Metropolitan News-Enterprise

 

Wednesday, October 30, 2013

 

Page 1

 

Panel Says Unlawfully Obtained Confession Tainted Later Testimony

 

By KENNETH OFGANG, Staff Writer

 

The Ninth U.S. Circuit Court of Appeals yesterday said a man convicted of killing his estranged wife and her friend, an off-duty Los Angeles County sheriff’s deputy, is entitled to have those convictions set aside.

Reuben Kenneth Lujan wasn’t fully advised of his legal rights before he confessed to the 1998 killings, the panel said in an opinion by U.S. District Judge Cathy Ann Bencivengo of the Southern District of California, sitting by designation.

Lujan had been sentenced to life imprisonment without parole for killing his estranged wife, Monica Lujan, 26, and her friend, Sheriff’s Deputy Gilbert Madrigal, 45, by smashing their heads with a concrete block. The ruling requires that Lujan be retried or released, unless state courts determine that the conviction may be reduced to one of a lesser crime.

Plan to Divorce

According to testimony, Monica Lujan was killed four months after separating from her husband, and a month after she told him she intended to divorce. She later told police that her husband was following her, and making repeated unannounced visits to her residence, and he was arrested for making terrorist threats and stalking. One week before the killings, at approximately two o’clock in the morning, he allegedly returned to her residence and chased her inside.

After his arrest for the killings, Reuben Lujan met with detectives at the Norwalk sheriff’s station. During the first interview, a detective told him he had the right to remain silent and to have a lawyer appointed free of charge.

There were two more interviews. Lujan asked for a lawyer during the third interview, later during which he confessed.

During that interview, which was audiotaped, the following exchange occurred:

“Lujan: Can I have an attorney present?

Detective:…You feel you need one?

Lujan: Yes I do.

Detective: Okay. All right. If that’s what you want to do, we’ll do that.

Lujan: Can I get one in here today?

Detective: I really doubt it. I mean, I’m going to be honest with you. It’s Sunday evening. When you go to court in a couple of days there will be one appointed for you. That’s the way the system is set up. If you have funds and you want to call and hire your own attorney. If you want to call and hire an attorney, that’s fine. . . . If you want to make a statement without an attorney, that’s up to you. I doubt that if you hire an attorney they’ll let you make a statement, they usually don’t. That’s the way it goes…. Now, if you do want to talk to me without an attorney, that’s your choice.”

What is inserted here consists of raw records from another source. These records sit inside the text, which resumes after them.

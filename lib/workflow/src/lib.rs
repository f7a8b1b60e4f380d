//! Workflow document model for the switchyard execution core.
//!
//! A workflow is a directed acyclic graph of typed nodes joined by port
//! connections. This crate owns the document model, the graph model the
//! engine schedules against, the node spec registry, and the batch
//! validator.

pub mod connection;
pub mod definition;
pub mod error;
pub mod graph;
pub mod node;
pub mod port;
pub mod registry;
pub mod validator;

pub use connection::{Connection, ConnectionId};
pub use definition::{Workflow, WorkflowMetadata};
pub use error::{GraphError, SpecNotFound};
pub use graph::{EdgeData, GraphModel};
pub use node::{Node, NodeId, NodeKind};
pub use port::{DEFAULT_PORT, Port, PortDataType};
pub use registry::{ConfigViolation, NodeSpec, ParameterSpec, ParameterType, SpecRegistry};
pub use validator::{ValidationReport, Violation, validate_workflow};
//! Workflow node types.

use std::collections::HashMap;
use std::fmt;
use std::str::FromStr;

use serde::{Deserialize, Serialize};
use serde_json::Value as JsonValue;
use switchyard_core::ParseIdError;
use ulid::Ulid;

use crate::port::Port;

/// Unique identifier for a node within a workflow document.
#[derive(Debug, Clone, Copy, PartialEq, Eq, Hash, Serialize, Deserialize)]
#[serde(transparent)]
pub struct NodeId(Ulid);

impl NodeId {
    /// Creates a new random node ID.
    #[must_use]
    pub fn new() -> Self {
        Self(Ulid::new())
    }

    /// Returns the underlying ULID.
    #[must_use]
    pub const fn as_ulid(&self) -> Ulid {
        self.0
    }
}

impl Default for NodeId {
    fn default() -> Self {
        Self::new()
    }
}

impl fmt::Display for NodeId {
    fn fmt(&self, f: &mut fmt::Formatter<'_>) -> fmt::Result {
        write!(f, "node_{}", self.0)
    }
}

impl FromStr for NodeId {
    type Err = ParseIdError;

    fn from_str(s: &str) -> Result<Self, Self::Err> {
        let ulid_str = s.strip_prefix("node_").unwrap_or(s);
        Ulid::from_str(ulid_str).map(Self).map_err(|e| ParseIdError {
            id_type: "NodeId",
            reason: e.to_string(),
        })
    }
}

impl From<Ulid> for NodeId {
    fn from(ulid: Ulid) -> Self {
        Self(ulid)
    }
}

/// The category of a workflow node.
///
/// The kind determines the node's role in an execution: triggers start
/// executions and never run as steps, everything else runs when its
/// inputs are ready.
#[derive(Debug, Clone, Copy, PartialEq, Eq, Hash, Serialize, Deserialize)]
#[serde(rename_all = "snake_case")]
pub enum NodeKind {
    /// Entry point that starts an execution in response to an event.
    Trigger,
    /// A unit of work such as a transform or an HTTP call.
    Action,
    /// An AI agent invocation.
    AiAgent,
    /// A call into an external third-party system.
    ExternalAction,
    /// Control-flow such as branching or merging.
    Flow,
    /// A step that waits on a human decision.
    HumanInLoop,
    /// A callable tool exposed to agents.
    Tool,
    /// A memory read or write step.
    Memory,
}

impl fmt::Display for NodeKind {
    fn fmt(&self, f: &mut fmt::Formatter<'_>) -> fmt::Result {
        let name = match self {
            Self::Trigger => "trigger",
            Self::Action => "action",
            Self::AiAgent => "ai_agent",
            Self::ExternalAction => "external_action",
            Self::Flow => "flow",
            Self::HumanInLoop => "human_in_loop",
            Self::Tool => "tool",
            Self::Memory => "memory",
        };
        write!(f, "{name}")
    }
}

/// A single node in a workflow document.
#[derive(Debug, Clone, PartialEq, Serialize, Deserialize)]
pub struct Node {
    /// Unique identifier of this node within its workflow.
    pub id: NodeId,
    /// Human-readable name.
    pub name: String,
    /// The category of this node.
    pub kind: NodeKind,
    /// The concrete behavior within the category, e.g. `webhook` for a
    /// trigger or `transform` for an action.
    pub subtype: Option<String>,
    /// Configuration parameters, validated against the node's spec.
    #[serde(default)]
    pub configuration: HashMap<String, JsonValue>,
    /// Input ports.
    #[serde(default)]
    pub inputs: Vec<Port>,
    /// Output ports.
    #[serde(default)]
    pub outputs: Vec<Port>,
}

impl Node {
    /// Creates a new node with a fresh ID and no ports or configuration.
    #[must_use]
    pub fn new(name: impl Into<String>, kind: NodeKind) -> Self {
        Self {
            id: NodeId::new(),
            name: name.into(),
            kind,
            subtype: None,
            configuration: HashMap::new(),
            inputs: Vec::new(),
            outputs: Vec::new(),
        }
    }

    /// Sets the node subtype.
    #[must_use]
    pub fn with_subtype(mut self, subtype: impl Into<String>) -> Self {
        self.subtype = Some(subtype.into());
        self
    }

    /// Sets a configuration parameter.
    #[must_use]
    pub fn with_parameter(mut self, key: impl Into<String>, value: JsonValue) -> Self {
        self.configuration.insert(key.into(), value);
        self
    }

    /// Adds an input port.
    #[must_use]
    pub fn with_input(mut self, port: Port) -> Self {
        self.inputs.push(port);
        self
    }

    /// Adds an output port.
    #[must_use]
    pub fn with_output(mut self, port: Port) -> Self {
        self.outputs.push(port);
        self
    }

    /// Looks up an input port by name.
    #[must_use]
    pub fn input_port(&self, id: &str) -> Option<&Port> {
        self.inputs.iter().find(|p| p.id == id)
    }

    /// Looks up an output port by name.
    #[must_use]
    pub fn output_port(&self, id: &str) -> Option<&Port> {
        self.outputs.iter().find(|p| p.id == id)
    }

    /// Returns true if this node is a trigger.
    #[must_use]
    pub fn is_trigger(&self) -> bool {
        self.kind == NodeKind::Trigger
    }

    /// Returns the subtype as a string slice, if set.
    #[must_use]
    pub fn subtype(&self) -> Option<&str> {
        self.subtype.as_deref()
    }
}
//! The execution engine.
//!
//! The engine turns a workflow document and a triggering event into an
//! `Execution` record. Planning happens up front: the graph is built and
//! ordered, conversion snippets are compiled, and runners are resolved
//! before any node runs, so a malformed plan fails fast without side
//! effects.

use std::collections::{BTreeMap, HashMap, HashSet};
use std::sync::Arc;

use serde_json::{Map, Value as JsonValue};
use tokio_util::sync::CancellationToken;
use tracing::{debug, info, warn};

use switchyard_workflow::{ConnectionId, GraphModel, Node, NodeId, Workflow};

use crate::convert::{CompiledConversion, ConversionEvaluator};
use crate::error::EngineError;
use crate::execution::{Execution, ExecutionState, NodeExecution};
use crate::runner::{NodeRunner, RunnerRegistry};

/// Executes workflows against a runner registry.
pub struct ExecutionEngine {
    runners: RunnerRegistry,
    evaluator: Arc<ConversionEvaluator>,
}

impl ExecutionEngine {
    /// Creates an engine with an explicit runner registry and evaluator.
    #[must_use]
    pub fn new(runners: RunnerRegistry, evaluator: Arc<ConversionEvaluator>) -> Self {
        Self { runners, evaluator }
    }

    /// Creates an engine with the built-in runners.
    #[must_use]
    pub fn with_defaults() -> Self {
        let evaluator = Arc::new(ConversionEvaluator::new());
        let runners = RunnerRegistry::with_defaults(evaluator.clone());
        Self { runners, evaluator }
    }

    /// Executes a workflow.
    ///
    /// `fired` names the trigger nodes the event activated; when empty,
    /// the graph's own entry points are used. Only nodes reachable from
    /// the fired set are scheduled. Trigger nodes never run as steps:
    /// their output is the event payload under the default port.
    ///
    /// Cancelling the token stops the execution at the next node
    /// boundary, or interrupts the node currently running.
    pub async fn execute(
        &self,
        workflow: &Workflow,
        fired: &[NodeId],
        payload: JsonValue,
        cancel: CancellationToken,
    ) -> Result<Execution, EngineError> {
        let plan = self.plan(workflow, fired)?;
        let mut execution = Execution::new(workflow.id, payload.clone());
        info!(
            execution_id = %execution.id,
            workflow_id = %workflow.id,
            nodes = plan.reachable.len(),
            "starting execution"
        );
        execution.start();

        // Output map of each finished node, keyed by output port.
        let mut outputs: HashMap<NodeId, Map<String, JsonValue>> = HashMap::new();
        let mut cancelled = false;

        for node_id in &plan.order {
            if !plan.reachable.contains(node_id) {
                continue;
            }
            // Planning guarantees every reachable node is in the document.
            let Some(node) = workflow.node(*node_id) else {
                continue;
            };
            let mut record = NodeExecution::pending(*node_id);

            if cancelled || cancel.is_cancelled() {
                cancelled = true;
                record.cancel();
                execution.node_executions.push(record);
                continue;
            }

            if node.is_trigger() {
                let mut output = Map::new();
                output.insert(
                    switchyard_workflow::DEFAULT_PORT.to_string(),
                    payload.clone(),
                );
                outputs.insert(*node_id, output.clone());
                record.succeed(output);
                execution.node_executions.push(record);
                continue;
            }

            let blocked = plan
                .graph
                .predecessors(*node_id)
                .iter()
                .filter(|(pred, _)| plan.reachable.contains(pred))
                .any(|(pred, _)| !outputs.contains_key(pred));
            if blocked {
                debug!(node_id = %node_id, "skipping node behind unfinished upstream");
                record.skip();
                execution.node_executions.push(record);
                continue;
            }

            let inputs = match self.gather_inputs(&plan, node, &outputs) {
                Ok(inputs) => inputs,
                Err(message) => {
                    warn!(node_id = %node_id, %message, "input routing failed");
                    record.fail(message);
                    execution.node_executions.push(record);
                    continue;
                }
            };

            // Resolved during planning, so the lookup cannot miss.
            let Some(runner) = plan.runners.get(node_id) else {
                continue;
            };
            record.start(JsonValue::Object(inputs.clone()));
            tokio::select! {
                () = cancel.cancelled() => {
                    cancelled = true;
                    record.cancel();
                }
                result = runner.run(node, JsonValue::Object(inputs)) => match result {
                    Ok(value) => {
                        let output = normalize_output(value);
                        outputs.insert(*node_id, output.clone());
                        record.succeed(output);
                    }
                    Err(e) => {
                        warn!(node_id = %node_id, error = %e, "node failed");
                        record.fail(e.message);
                    }
                },
            }
            execution.node_executions.push(record);
        }

        let state = if cancelled {
            ExecutionState::Cancelled
        } else if execution.any_failed() {
            ExecutionState::Failed
        } else {
            ExecutionState::Succeeded
        };
        execution.finish(state);
        info!(execution_id = %execution.id, state = ?execution.state, "execution finished");
        Ok(execution)
    }

    /// Builds the execution plan: ordered graph, reachable set, compiled
    /// conversions, and resolved runners.
    fn plan(&self, workflow: &Workflow, fired: &[NodeId]) -> Result<Plan, EngineError> {
        let graph = workflow.graph()?;
        let order = graph.topo_order()?;

        let roots = if fired.is_empty() {
            graph.sources()
        } else {
            fired.to_vec()
        };
        let reachable = graph.reachable_from(&roots);

        let mut conversions = HashMap::new();
        for connection in &workflow.connections {
            if !reachable.contains(&connection.from_node)
                || !reachable.contains(&connection.to_node)
            {
                continue;
            }
            if let Some(snippet) = &connection.conversion {
                let compiled = self.evaluator.compile(snippet).map_err(|e| {
                    EngineError::InvalidConversion {
                        connection_id: connection.id,
                        message: e.to_string(),
                    }
                })?;
                conversions.insert(connection.id, compiled);
            }
        }

        let mut runners = HashMap::new();
        for node in workflow.nodes.iter().filter(|n| reachable.contains(&n.id)) {
            if node.is_trigger() {
                continue;
            }
            let runner = self
                .runners
                .resolve(node)
                .ok_or_else(|| EngineError::NoRunner {
                    node_id: node.id,
                    kind: node.kind,
                    subtype: node.subtype.clone(),
                })?;
            runners.insert(node.id, runner);
        }

        Ok(Plan {
            graph,
            order,
            reachable,
            conversions,
            runners,
        })
    }

    /// Collects a node's inputs from its upstream output maps, applying
    /// edge conversions in transit. A port fed by several connections
    /// receives an array of values in connection declaration order.
    /// Each delivered value is checked against the declared data type of
    /// the receiving port; a mismatch fails the node. Null is always
    /// accepted, since an unpopulated upstream port routes null.
    fn gather_inputs(
        &self,
        plan: &Plan,
        node: &Node,
        outputs: &HashMap<NodeId, Map<String, JsonValue>>,
    ) -> Result<Map<String, JsonValue>, String> {
        let mut per_port: BTreeMap<String, Vec<JsonValue>> = BTreeMap::new();
        for (pred, edge) in plan.graph.predecessors(node.id) {
            let Some(upstream) = outputs.get(&pred) else {
                continue;
            };
            let mut value = upstream
                .get(&edge.output_key)
                .cloned()
                .unwrap_or(JsonValue::Null);
            if let Some(compiled) = plan.conversions.get(&edge.connection_id) {
                value = self
                    .evaluator
                    .apply(compiled, &value)
                    .map_err(|e| e.to_string())?;
            }
            if !value.is_null()
                && let Some(port) = node.input_port(&edge.input_port)
                && !port.data_type.accepts(&value)
            {
                return Err(format!(
                    "input `{}` expects {} but received an incompatible value",
                    edge.input_port, port.data_type
                ));
            }
            per_port.entry(edge.input_port.clone()).or_default().push(value);
        }

        let mut inputs = Map::new();
        for (port, mut values) in per_port {
            let value = if values.len() == 1 {
                values.remove(0)
            } else {
                JsonValue::Array(values)
            };
            inputs.insert(port, value);
        }
        Ok(inputs)
    }
}

struct Plan {
    graph: GraphModel,
    order: Vec<NodeId>,
    reachable: HashSet<NodeId>,
    conversions: HashMap<ConnectionId, CompiledConversion>,
    runners: HashMap<NodeId, Arc<dyn NodeRunner>>,
}

/// A runner may return its port map directly, or a bare value that
/// belongs under the default port.
fn normalize_output(value: JsonValue) -> Map<String, JsonValue> {
    match value {
        JsonValue::Object(map) => map,
        other => {
            let mut map = Map::new();
            map.insert(switchyard_workflow::DEFAULT_PORT.to_string(), other);
            map
        }
    }
}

A Los Angeles Superior Court judge found that Lujan had received “incomplete” warnings, but denied his motion to suppress, and he was convicted at trial. The Court of Appeal said the confession should have been suppressed, but that the error was harmless because the defendant’s trial testimony was essentially consistent with the confession.

But U.S. District Judge Margaret Morrow of the Central District of California, adopting the findings of a magistrate judge, said Lujan’s trial testimony was a product of the illegally obtained confession and thus could not erase the taint.

Morrow also concluded that there was sufficient evidence, exclusive of both the confession and the trial testimony, to convict Lujan of second degree murder, and said the state could elect to have the conviction reduced to that degree in lieu of a new trial.

Clearly Established Law

Bencivengo, in her opinion for the Ninth Circuit, said the defendant met his burden under the Antiterrorism and Effective Death Penalty Act of showing that the admission of his confession violated clearly established federal law, specifically Harrison v. United States, 392 U.S. 219 (1968). The high court held in that case that testimony given at a prior trial was inadmissible on retrial, because that testimony would not have been given if the trial court had not erred in admitting an unlawfully obtained confession.

The testimony, the court said, was “fruit of the poisonous tree.”

Bencivengo explained:

Harrison created a clear exclusionary rule that, when applicable, precludes the use of a defendant’s inculpatory trial testimony to incriminate him in later proceedings.”

The judge went on, however, to say it was error for the district court to make the determination that a reduction of the conviction to one of second degree murder would be an acceptable remedy. That issue should be left to the state courts, Bencivengo said.

The opinion was joined by Senior Judge A. Wallace Tashima and Judge Jay Bybee.

The case, Lujan v. Garcia, 10-55637, was argued on appeal by Deputy Attorney General Keith Borjon for the prosecution and La Crescenta sole practitioner Tracy J. Dressner for the defendant.